Among the records, which lines hold the word "ProductUuid"? Pick them out.

◇ ◇ ◇

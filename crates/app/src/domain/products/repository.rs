//! Products Repository

use std::collections::BTreeMap;

use flames::STORE_CURRENCY;
use jiff_sqlx::Timestamp as SqlxTimestamp;
use sqlx::{
    FromRow, Postgres, Row, Transaction, postgres::PgRow, query, query_as, query_scalar,
    types::Json,
};
use uuid::Uuid;

use crate::{
    columns::{encode_amount, encode_count, try_get_amount, try_get_count, try_get_optional_amount},
    domain::products::{
        data::{NewProduct, ProductDetails, ProductFilter, ProductKey},
        records::{ProductImage, ProductRecord, ProductUuid},
    },
};

const LIST_PRODUCTS_SQL: &str = include_str!("sql/list_products.sql");
const GET_PRODUCT_SQL: &str = include_str!("sql/get_product.sql");
const FIND_PRODUCTS_SQL: &str = include_str!("sql/find_products.sql");
const CREATE_PRODUCT_SQL: &str = include_str!("sql/create_product.sql");
const UPDATE_PRODUCT_SQL: &str = include_str!("sql/update_product.sql");
const DELETE_PRODUCT_SQL: &str = include_str!("sql/delete_product.sql");
const COUNT_PRODUCTS_SQL: &str = include_str!("sql/count_products.sql");

#[derive(Debug, Clone, Default)]
pub(crate) struct PgProductsRepository;

impl PgProductsRepository {
    #[must_use]
    pub(crate) fn new() -> Self {
        Self
    }

    pub(crate) async fn list_products(
        &self,
        tx: &mut Transaction<'_, Postgres>,
        filter: &ProductFilter,
    ) -> Result<Vec<ProductRecord>, sqlx::Error> {
        let min_price = filter
            .min_price
            .map(|price| encode_amount(price, "min_price"))
            .transpose()?;

        let max_price = filter
            .max_price
            .map(|price| encode_amount(price, "max_price"))
            .transpose()?;

        query_as::<Postgres, ProductRecord>(LIST_PRODUCTS_SQL)
            .bind(filter.query.as_deref())
            .bind(filter.category.as_deref())
            .bind(filter.brand.as_deref())
            .bind(min_price)
            .bind(max_price)
            .bind(filter.featured)
            .bind(i64::from(filter.limit))
            .fetch_all(&mut **tx)
            .await
    }

    pub(crate) async fn get_product(
        &self,
        tx: &mut Transaction<'_, Postgres>,
        key: &ProductKey,
    ) -> Result<ProductRecord, sqlx::Error> {
        let (uuid, slug) = match key {
            ProductKey::Uuid(uuid) => (Some(uuid.into_uuid()), None),
            ProductKey::Slug(slug) => (None, Some(slug.as_str())),
        };

        query_as::<Postgres, ProductRecord>(GET_PRODUCT_SQL)
            .bind(uuid)
            .bind(slug)
            .fetch_one(&mut **tx)
            .await
    }

    /// Live products among `products`. Unknown or deleted UUIDs are absent from the result.
    pub(crate) async fn find_products(
        &self,
        tx: &mut Transaction<'_, Postgres>,
        products: &[ProductUuid],
    ) -> Result<Vec<ProductRecord>, sqlx::Error> {
        let uuids: Vec<Uuid> = products.iter().map(|uuid| uuid.into_uuid()).collect();

        query_as::<Postgres, ProductRecord>(FIND_PRODUCTS_SQL)
            .bind(uuids)
            .fetch_all(&mut **tx)
            .await
    }

    pub(crate) async fn create_product(
        &self,
        tx: &mut Transaction<'_, Postgres>,
        product: &NewProduct,
    ) -> Result<ProductRecord, sqlx::Error> {
        let details = &product.details;

        query_as::<Postgres, ProductRecord>(CREATE_PRODUCT_SQL)
            .bind(product.uuid.into_uuid())
            .bind(&details.title)
            .bind(&details.slug)
            .bind(details.description.as_deref())
            .bind(encode_amount(details.price, "price")?)
            .bind(
                details
                    .sale_price
                    .map(|price| encode_amount(price, "sale_price"))
                    .transpose()?,
            )
            .bind(STORE_CURRENCY.iso_alpha_code)
            .bind(&details.category)
            .bind(details.brand.as_deref())
            .bind(details.rating)
            .bind(encode_count(details.rating_count, "rating_count")?)
            .bind(encode_count(details.stock, "stock")?)
            .bind(Json(&details.images))
            .bind(Json(&details.specs))
            .bind(details.featured)
            .bind(details.tags.as_slice())
            .fetch_one(&mut **tx)
            .await
    }

    pub(crate) async fn update_product(
        &self,
        tx: &mut Transaction<'_, Postgres>,
        product: ProductUuid,
        details: &ProductDetails,
    ) -> Result<ProductRecord, sqlx::Error> {
        query_as::<Postgres, ProductRecord>(UPDATE_PRODUCT_SQL)
            .bind(product.into_uuid())
            .bind(&details.title)
            .bind(&details.slug)
            .bind(details.description.as_deref())
            .bind(encode_amount(details.price, "price")?)
            .bind(
                details
                    .sale_price
                    .map(|price| encode_amount(price, "sale_price"))
                    .transpose()?,
            )
            .bind(&details.category)
            .bind(details.brand.as_deref())
            .bind(details.rating)
            .bind(encode_count(details.rating_count, "rating_count")?)
            .bind(encode_count(details.stock, "stock")?)
            .bind(Json(&details.images))
            .bind(Json(&details.specs))
            .bind(details.featured)
            .bind(details.tags.as_slice())
            .fetch_one(&mut **tx)
            .await
    }

    pub(crate) async fn delete_product(
        &self,
        tx: &mut Transaction<'_, Postgres>,
        product: ProductUuid,
    ) -> Result<u64, sqlx::Error> {
        let rows_affected = query(DELETE_PRODUCT_SQL)
            .bind(product.into_uuid())
            .execute(&mut **tx)
            .await?
            .rows_affected();

        Ok(rows_affected)
    }

    pub(crate) async fn count_products(
        &self,
        tx: &mut Transaction<'_, Postgres>,
    ) -> Result<i64, sqlx::Error> {
        query_scalar(COUNT_PRODUCTS_SQL).fetch_one(&mut **tx).await
    }
}

impl<'r> FromRow<'r, PgRow> for ProductRecord {
    fn from_row(row: &'r PgRow) -> sqlx::Result<Self> {
        Ok(Self {
            uuid: ProductUuid::from_uuid(row.try_get("uuid")?),
            title: row.try_get("title")?,
            slug: row.try_get("slug")?,
            description: row.try_get("description")?,
            price: try_get_amount(row, "price")?,
            sale_price: try_get_optional_amount(row, "sale_price")?,
            currency: row.try_get("currency")?,
            category: row.try_get("category")?,
            brand: row.try_get("brand")?,
            rating: row.try_get("rating")?,
            rating_count: try_get_count(row, "rating_count")?,
            stock: try_get_count(row, "stock")?,
            images: row.try_get::<Json<Vec<ProductImage>>, _>("images")?.0,
            specs: row
                .try_get::<Json<BTreeMap<String, String>>, _>("specs")?
                .0,
            featured: row.try_get("featured")?,
            tags: row.try_get("tags")?,
            created_at: row.try_get::<SqlxTimestamp, _>("created_at")?.to_jiff(),
            updated_at: row.try_get::<SqlxTimestamp, _>("updated_at")?.to_jiff(),
            deleted_at: row
                .try_get::<Option<SqlxTimestamp>, _>("deleted_at")?
                .map(SqlxTimestamp::to_jiff),
        })
    }
}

◇ ◇ ◇

> Answer box:
        records::{ProductImage, ProductRecord, ProductUuid},
        products: &[ProductUuid],
        product: ProductUuid,
        product: ProductUuid,
            uuid: ProductUuid::from_uuid(row.try_get("uuid")?),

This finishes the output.